- [HOW TO COMPLETE THIS TASK] Where a line below holds the string "ValidationError", copy that line.

- [GIVEN RECORDS]
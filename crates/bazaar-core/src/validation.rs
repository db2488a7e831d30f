//! # Validation Module
//!
//! Input validation for the seller API.
//!
//! ## Validation Strategy
//! ```text
//! ┌─────────────────────────────────────────────────────────────────────────┐
//! │                      Validation Layers                                  │
//! │                                                                         │
//! │  Layer 1: HTTP extractors (seller-api)                                 │
//! │  ├── JSON shape / query string types                                   │
//! │  └── Malformed body → 400                                              │
//! │           │                                                             │
//! │           ▼                                                             │
//! │  Layer 2: THIS MODULE                                                  │
//! │  ├── Status names, paging windows                                      │
//! │  ├── Business fields (trim, blank → absent, lengths)                   │
//! │  └── Runs before any write                                             │
//! │           │                                                             │
//! │           ▼                                                             │
//! │  Layer 3: Database (PostgreSQL)                                        │
//! │  ├── CHECK constraints on status columns                               │
//! │  ├── UNIQUE (seller_profiles.user_id, payments.order_id)               │
//! │  └── Triggers (orders.seller_id, payout_orders)                        │
//! └─────────────────────────────────────────────────────────────────────────┘
//! ```
//!
//! ## Usage
//! ```rust
//! use bazaar_core::validation::{validate_order_filter, PageLimits};
//! use bazaar_core::OrderStatus;
//!
//! let filter = validate_order_filter(Some("shipped"), None, None, PageLimits::default()).unwrap();
//! assert_eq!(filter.status, Some(OrderStatus::Shipped));
//! assert_eq!(filter.limit, 20);
//! ```

use crate::error::ValidationError;
use crate::types::{OrderFilter, OrderStatus, SellerApplication, SellerProfileUpdate};

/// Result type for validation operations.
pub type ValidationResult<T> = Result<T, ValidationError>;

/// Maximum tracking number length, in characters.
pub const MAX_TRACKING_NUMBER_LEN: usize = 100;

/// Maximum seller notes length, in characters.
pub const MAX_SELLER_NOTES_LEN: usize = 2000;

const BUSINESS_NAME_MIN: usize = 2;
const BUSINESS_NAME_MAX: usize = 200;
const BUSINESS_TYPE_MAX: usize = 100;
const DESCRIPTION_MAX: usize = 2000;
const EMAIL_MAX: usize = 254;
const PHONE_MAX: usize = 40;
const ADDRESS_MAX: usize = 500;

// =============================================================================
// Order Status & Paging
// =============================================================================

/// Parses a requested order status.
///
/// Unknown names fail with `NotAllowed`, listing the accepted values.
pub fn validate_order_status(status: &str) -> ValidationResult<OrderStatus> {
    status.parse()
}

/// Page size bounds for order listings.
#[derive(Debug, Clone, Copy, PartialEq, Eq)]
pub struct PageLimits {
    /// Used when the caller gives no limit.
    pub default_limit: i64,
    /// Larger requested limits are capped to this.
    pub max_limit: i64,
}

impl Default for PageLimits {
    fn default() -> Self {
        Self {
            default_limit: 20,
            max_limit: 100,
        }
    }
}

/// Builds a typed order listing filter from raw query parameters.
///
/// ## Rules
/// - `status`: absent or blank means "any"; otherwise must be a known status
/// - `limit`: defaults to `limits.default_limit`, capped at `limits.max_limit`
/// - `limit` and `offset` must not be negative
pub fn validate_order_filter(
    status: Option<&str>,
    limit: Option<i64>,
    offset: Option<i64>,
    limits: PageLimits,
) -> ValidationResult<OrderFilter> {
    let status = match status.map(str::trim) {
        Some(s) if !s.is_empty() => Some(validate_order_status(s)?),
        _ => None,
    };

    let limit = limit.unwrap_or(limits.default_limit);
    if limit < 0 {
        return Err(ValidationError::Negative {
            field: "limit".to_string(),
        });
    }

    let offset = offset.unwrap_or(0);
    if offset < 0 {
        return Err(ValidationError::Negative {
            field: "offset".to_string(),
        });
    }

    Ok(OrderFilter {
        status,
        limit: limit.min(limits.max_limit),
        offset,
    })
}

// =============================================================================
// Free-Text Fields
// =============================================================================

/// Trims an optional text field. Blank input is treated as absent.
///
/// Returns an error when the trimmed value exceeds `max` characters.
pub fn normalize_optional(
    field: &str,
    value: Option<&str>,
    max: usize,
) -> ValidationResult<Option<String>> {
    let Some(value) = value.map(str::trim).filter(|v| !v.is_empty()) else {
        return Ok(None);
    };

    if value.chars().count() > max {
        return Err(ValidationError::TooLong {
            field: field.to_string(),
            max,
        });
    }

    Ok(Some(value.to_string()))
}

/// Validates a business name.
///
/// ## Rules
/// - Trimmed before checking
/// - Between 2 and 200 characters
pub fn validate_business_name(name: &str) -> ValidationResult<String> {
    let name = name.trim();

    if name.is_empty() {
        return Err(ValidationError::Required {
            field: "business_name".to_string(),
        });
    }

    let len = name.chars().count();
    if len < BUSINESS_NAME_MIN {
        return Err(ValidationError::TooShort {
            field: "business_name".to_string(),
            min: BUSINESS_NAME_MIN,
        });
    }
    if len > BUSINESS_NAME_MAX {
        return Err(ValidationError::TooLong {
            field: "business_name".to_string(),
            max: BUSINESS_NAME_MAX,
        });
    }

    Ok(name.to_string())
}

/// Checks that an address looks like `local@domain.tld`.
///
/// This is a shape check, not deliverability.
pub fn validate_email(email: &str) -> ValidationResult<()> {
    let invalid = |reason: &str| ValidationError::InvalidFormat {
        field: "business_email".to_string(),
        reason: reason.to_string(),
    };

    if email.chars().any(char::is_whitespace) {
        return Err(invalid("must not contain whitespace"));
    }

    let (local, domain) = email
        .split_once('@')
        .ok_or_else(|| invalid("must contain '@'"))?;

    if local.is_empty() || domain.contains('@') {
        return Err(invalid("must be of the form local@domain.tld"));
    }

    let labels: Vec<&str> = domain.split('.').collect();
    if labels.len() < 2 || labels.iter().any(|label| label.is_empty()) {
        return Err(invalid("domain must be of the form domain.tld"));
    }

    Ok(())
}

// =============================================================================
// Seller Details
// =============================================================================

/// Validates a seller application.
///
/// `business_name` is required; every other field is optional and blank
/// values are dropped.
pub fn validate_seller_application(
    raw: &SellerProfileUpdate,
) -> ValidationResult<SellerApplication> {
    let business_name = match raw.business_name.as_deref() {
        Some(name) => validate_business_name(name)?,
        None => {
            return Err(ValidationError::Required {
                field: "business_name".to_string(),
            })
        }
    };

    let details = validate_optional_details(raw)?;

    Ok(SellerApplication {
        business_name,
        business_type: details.business_type,
        description: details.description,
        business_email: details.business_email,
        business_phone: details.business_phone,
        business_address: details.business_address,
    })
}

/// Validates a partial profile update.
///
/// A supplied `business_name` must still satisfy the name rules, so a
/// profile can never lose its name.
pub fn validate_profile_update(raw: &SellerProfileUpdate) -> ValidationResult<SellerProfileUpdate> {
    let business_name = raw
        .business_name
        .as_deref()
        .map(validate_business_name)
        .transpose()?;

    Ok(SellerProfileUpdate {
        business_name,
        ..validate_optional_details(raw)?
    })
}

fn validate_optional_details(raw: &SellerProfileUpdate) -> ValidationResult<SellerProfileUpdate> {
    let business_email = normalize_optional("business_email", raw.business_email.as_deref(), EMAIL_MAX)?;
    if let Some(email) = &business_email {
        validate_email(email)?;
    }

    Ok(SellerProfileUpdate {
        business_name: None,
        business_type: normalize_optional(
            "business_type",
            raw.business_type.as_deref(),
            BUSINESS_TYPE_MAX,
        )?,
        description: normalize_optional("description", raw.description.as_deref(), DESCRIPTION_MAX)?,
        business_email,
        business_phone: normalize_optional("business_phone", raw.business_phone.as_deref(), PHONE_MAX)?,
        business_address: normalize_optional(
            "business_address",
            raw.business_address.as_deref(),
            ADDRESS_MAX,
        )?,
    })
}

// =============================================================================
// Unit Tests
// =============================================================================

#[cfg(test)]
mod tests {
    use super::*;

    fn raw(name: Option<&str>) -> SellerProfileUpdate {
        SellerProfileUpdate {
            business_name: name.map(str::to_string),
            ..SellerProfileUpdate::default()
        }
    }

    #[test]
    fn test_validate_order_status() {
        assert_eq!(validate_order_status("shipped").unwrap(), OrderStatus::Shipped);
        assert!(validate_order_status("bogus").is_err());
        assert!(validate_order_status("").is_err());
    }

    #[test]
    fn test_order_filter_defaults() {
        let filter = validate_order_filter(None, None, None, PageLimits::default()).unwrap();
        assert_eq!(filter.status, None);
        assert_eq!(filter.limit, 20);
        assert_eq!(filter.offset, 0);

        let filter = validate_order_filter(Some("  "), None, None, PageLimits::default()).unwrap();
        assert_eq!(filter.status, None);
    }

    #[test]
    fn test_order_filter_caps_limit() {
        let filter = validate_order_filter(None, Some(500), Some(40), PageLimits::default()).unwrap();
        assert_eq!(filter.limit, 100);
        assert_eq!(filter.offset, 40);

        let filter = validate_order_filter(None, Some(0), None, PageLimits::default()).unwrap();
        assert_eq!(filter.limit, 0);
    }

    #[test]
    fn test_order_filter_rejects_bad_input() {
        let limits = PageLimits::default();
        assert!(validate_order_filter(Some("bogus"), None, None, limits).is_err());
        assert!(validate_order_filter(None, Some(-1), None, limits).is_err());
        assert!(validate_order_filter(None, None, Some(-5), limits).is_err());
    }

    #[test]
    fn test_normalize_optional() {
        assert_eq!(normalize_optional("f", None, 10).unwrap(), None);
        assert_eq!(normalize_optional("f", Some("   "), 10).unwrap(), None);
        assert_eq!(
            normalize_optional("f", Some("  abc "), 10).unwrap(),
            Some("abc".to_string())
        );
        assert!(normalize_optional("f", Some(&"x".repeat(11)), 10).is_err());
        // Length is counted in characters, not bytes.
        assert!(normalize_optional("f", Some("ééééé"), 5).is_ok());
    }

    #[test]
    fn test_validate_business_name() {
        assert_eq!(validate_business_name("  Acme Goods ").unwrap(), "Acme Goods");
        assert!(validate_business_name("").is_err());
        assert!(validate_business_name("A").is_err());
        assert!(validate_business_name(&"A".repeat(201)).is_err());
    }

    #[test]
    fn test_validate_email() {
        assert!(validate_email("shop@example.com").is_ok());
        assert!(validate_email("a.b+c@mail.example.co").is_ok());

        assert!(validate_email("shop.example.com").is_err());
        assert!(validate_email("@example.com").is_err());
        assert!(validate_email("shop@example").is_err());
        assert!(validate_email("shop@example.").is_err());
        assert!(validate_email("shop@@example.com").is_err());
        assert!(validate_email("shop @example.com").is_err());
    }

    #[test]
    fn test_seller_application_requires_name() {
        assert!(matches!(
            validate_seller_application(&raw(None)),
            Err(ValidationError::Required { .. })
        ));
        assert!(validate_seller_application(&raw(Some("   "))).is_err());
    }

    #[test]
    fn test_seller_application_drops_blank_fields() {
        let input = SellerProfileUpdate {
            business_name: Some(" Acme ".to_string()),
            business_type: Some("   ".to_string()),
            business_email: Some(" shop@example.com ".to_string()),
            description: Some(String::new()),
            ..SellerProfileUpdate::default()
        };

        let app = validate_seller_application(&input).unwrap();
        assert_eq!(app.business_name, "Acme");
        assert_eq!(app.business_type, None);
        assert_eq!(app.description, None);
        assert_eq!(app.business_email.as_deref(), Some("shop@example.com"));
    }

    #[test]
    fn test_seller_application_rejects_bad_email() {
        let input = SellerProfileUpdate {
            business_name: Some("Acme".to_string()),
            business_email: Some("not-an-email".to_string()),
            ..SellerProfileUpdate::default()
        };
        assert!(validate_seller_application(&input).is_err());
    }

    #[test]
    fn test_profile_update_keeps_absent_name() {
        let input = SellerProfileUpdate {
            business_phone: Some(" 555-0100 ".to_string()),
            ..SellerProfileUpdate::default()
        };
        let update = validate_profile_update(&input).unwrap();
        assert_eq!(update.business_name, None);
        assert_eq!(update.business_phone.as_deref(), Some("555-0100"));

        assert!(validate_profile_update(&raw(Some(""))).is_err());
    }
}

- [TASK RESPONSE]
use crate::error::ValidationError;
pub type ValidationResult<T> = Result<T, ValidationError>;
        return Err(ValidationError::Negative {
        return Err(ValidationError::Negative {
        return Err(ValidationError::TooLong {
        return Err(ValidationError::Required {
        return Err(ValidationError::TooShort {
        return Err(ValidationError::TooLong {
    let invalid = |reason: &str| ValidationError::InvalidFormat {
            return Err(ValidationError::Required {
            Err(ValidationError::Required { .. })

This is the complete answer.